Stored dataset items
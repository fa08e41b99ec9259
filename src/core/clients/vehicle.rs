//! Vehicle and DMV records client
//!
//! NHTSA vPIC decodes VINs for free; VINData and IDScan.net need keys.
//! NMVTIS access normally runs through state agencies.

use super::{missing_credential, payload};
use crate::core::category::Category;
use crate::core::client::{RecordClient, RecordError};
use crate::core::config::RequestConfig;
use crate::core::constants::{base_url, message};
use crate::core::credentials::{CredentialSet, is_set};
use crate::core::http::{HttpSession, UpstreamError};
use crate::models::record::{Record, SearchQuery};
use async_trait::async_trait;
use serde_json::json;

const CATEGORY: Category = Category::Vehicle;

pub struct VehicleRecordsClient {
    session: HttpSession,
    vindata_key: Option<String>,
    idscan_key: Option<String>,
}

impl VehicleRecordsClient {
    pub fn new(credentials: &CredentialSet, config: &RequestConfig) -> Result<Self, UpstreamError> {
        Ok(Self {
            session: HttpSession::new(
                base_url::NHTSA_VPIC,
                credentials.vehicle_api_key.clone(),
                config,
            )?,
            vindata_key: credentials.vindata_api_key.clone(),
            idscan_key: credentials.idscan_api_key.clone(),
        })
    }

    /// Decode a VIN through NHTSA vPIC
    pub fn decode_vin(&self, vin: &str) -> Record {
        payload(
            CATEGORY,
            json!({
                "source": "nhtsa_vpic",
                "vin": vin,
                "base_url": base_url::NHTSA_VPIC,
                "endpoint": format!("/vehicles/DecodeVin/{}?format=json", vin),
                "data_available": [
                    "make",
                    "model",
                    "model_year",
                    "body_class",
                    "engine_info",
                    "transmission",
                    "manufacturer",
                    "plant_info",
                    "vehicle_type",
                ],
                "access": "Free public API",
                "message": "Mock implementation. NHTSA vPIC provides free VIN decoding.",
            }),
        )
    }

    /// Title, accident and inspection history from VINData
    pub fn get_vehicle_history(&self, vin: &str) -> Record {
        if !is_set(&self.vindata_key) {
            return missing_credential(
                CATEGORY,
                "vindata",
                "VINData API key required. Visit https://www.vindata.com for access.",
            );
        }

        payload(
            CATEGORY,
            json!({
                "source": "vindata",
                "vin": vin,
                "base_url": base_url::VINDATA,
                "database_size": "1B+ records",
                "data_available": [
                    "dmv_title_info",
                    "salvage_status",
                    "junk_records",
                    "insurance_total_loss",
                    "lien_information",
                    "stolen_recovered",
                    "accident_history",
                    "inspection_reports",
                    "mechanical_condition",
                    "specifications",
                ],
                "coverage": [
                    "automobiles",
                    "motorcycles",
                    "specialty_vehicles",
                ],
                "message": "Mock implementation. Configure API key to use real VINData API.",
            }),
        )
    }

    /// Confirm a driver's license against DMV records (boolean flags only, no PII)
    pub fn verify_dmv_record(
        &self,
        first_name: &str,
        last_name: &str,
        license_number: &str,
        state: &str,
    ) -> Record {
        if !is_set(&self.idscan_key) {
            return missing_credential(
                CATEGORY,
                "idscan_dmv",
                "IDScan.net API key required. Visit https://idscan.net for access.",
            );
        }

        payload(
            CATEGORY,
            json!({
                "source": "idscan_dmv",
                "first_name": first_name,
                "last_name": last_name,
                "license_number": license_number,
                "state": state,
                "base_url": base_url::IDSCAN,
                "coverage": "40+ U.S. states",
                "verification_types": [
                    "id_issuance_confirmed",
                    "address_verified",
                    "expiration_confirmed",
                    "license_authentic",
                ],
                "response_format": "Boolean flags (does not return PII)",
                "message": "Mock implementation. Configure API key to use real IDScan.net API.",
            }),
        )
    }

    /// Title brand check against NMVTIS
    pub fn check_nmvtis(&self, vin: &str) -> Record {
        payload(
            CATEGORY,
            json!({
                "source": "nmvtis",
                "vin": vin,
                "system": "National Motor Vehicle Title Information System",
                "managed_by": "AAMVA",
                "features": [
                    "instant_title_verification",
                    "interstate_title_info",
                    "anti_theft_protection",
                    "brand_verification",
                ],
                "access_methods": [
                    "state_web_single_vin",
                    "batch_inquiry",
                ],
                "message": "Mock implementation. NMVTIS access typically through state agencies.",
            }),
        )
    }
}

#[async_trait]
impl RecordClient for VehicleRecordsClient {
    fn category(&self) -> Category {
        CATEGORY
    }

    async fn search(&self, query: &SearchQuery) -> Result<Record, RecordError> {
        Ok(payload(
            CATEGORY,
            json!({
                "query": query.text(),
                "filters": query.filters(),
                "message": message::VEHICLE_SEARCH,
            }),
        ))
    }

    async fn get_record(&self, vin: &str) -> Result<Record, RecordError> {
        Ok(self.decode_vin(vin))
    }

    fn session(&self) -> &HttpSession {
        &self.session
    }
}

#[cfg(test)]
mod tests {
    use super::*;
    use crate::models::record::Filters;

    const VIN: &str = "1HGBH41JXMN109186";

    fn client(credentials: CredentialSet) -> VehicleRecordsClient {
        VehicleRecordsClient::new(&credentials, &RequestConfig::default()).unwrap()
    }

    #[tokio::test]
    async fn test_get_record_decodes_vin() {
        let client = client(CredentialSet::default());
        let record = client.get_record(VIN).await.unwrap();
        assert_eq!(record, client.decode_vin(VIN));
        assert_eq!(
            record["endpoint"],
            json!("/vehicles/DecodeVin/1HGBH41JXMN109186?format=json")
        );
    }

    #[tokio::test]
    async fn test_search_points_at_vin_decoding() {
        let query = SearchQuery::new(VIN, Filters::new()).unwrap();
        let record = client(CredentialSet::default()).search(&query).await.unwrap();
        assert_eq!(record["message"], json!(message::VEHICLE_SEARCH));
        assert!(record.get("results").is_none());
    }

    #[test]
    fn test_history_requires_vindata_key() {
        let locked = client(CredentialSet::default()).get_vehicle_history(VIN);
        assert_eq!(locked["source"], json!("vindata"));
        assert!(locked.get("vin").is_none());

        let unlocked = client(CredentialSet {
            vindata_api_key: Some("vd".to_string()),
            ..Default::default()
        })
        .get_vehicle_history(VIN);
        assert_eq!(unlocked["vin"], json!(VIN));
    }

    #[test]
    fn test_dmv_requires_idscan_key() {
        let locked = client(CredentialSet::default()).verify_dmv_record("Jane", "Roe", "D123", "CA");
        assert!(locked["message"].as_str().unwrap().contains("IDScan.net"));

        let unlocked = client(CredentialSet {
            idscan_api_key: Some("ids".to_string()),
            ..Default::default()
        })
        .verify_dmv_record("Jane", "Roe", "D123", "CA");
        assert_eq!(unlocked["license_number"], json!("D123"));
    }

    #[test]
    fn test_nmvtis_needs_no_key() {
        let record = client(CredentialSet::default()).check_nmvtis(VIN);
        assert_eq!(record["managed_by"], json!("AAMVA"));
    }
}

--- Required action ---
Check each line of the records for the string "endpoint" and copy those that have it.

--- Worked solution ---
                "endpoint": format!("/vehicles/DecodeVin/{}?format=json", vin),
            record["endpoint"],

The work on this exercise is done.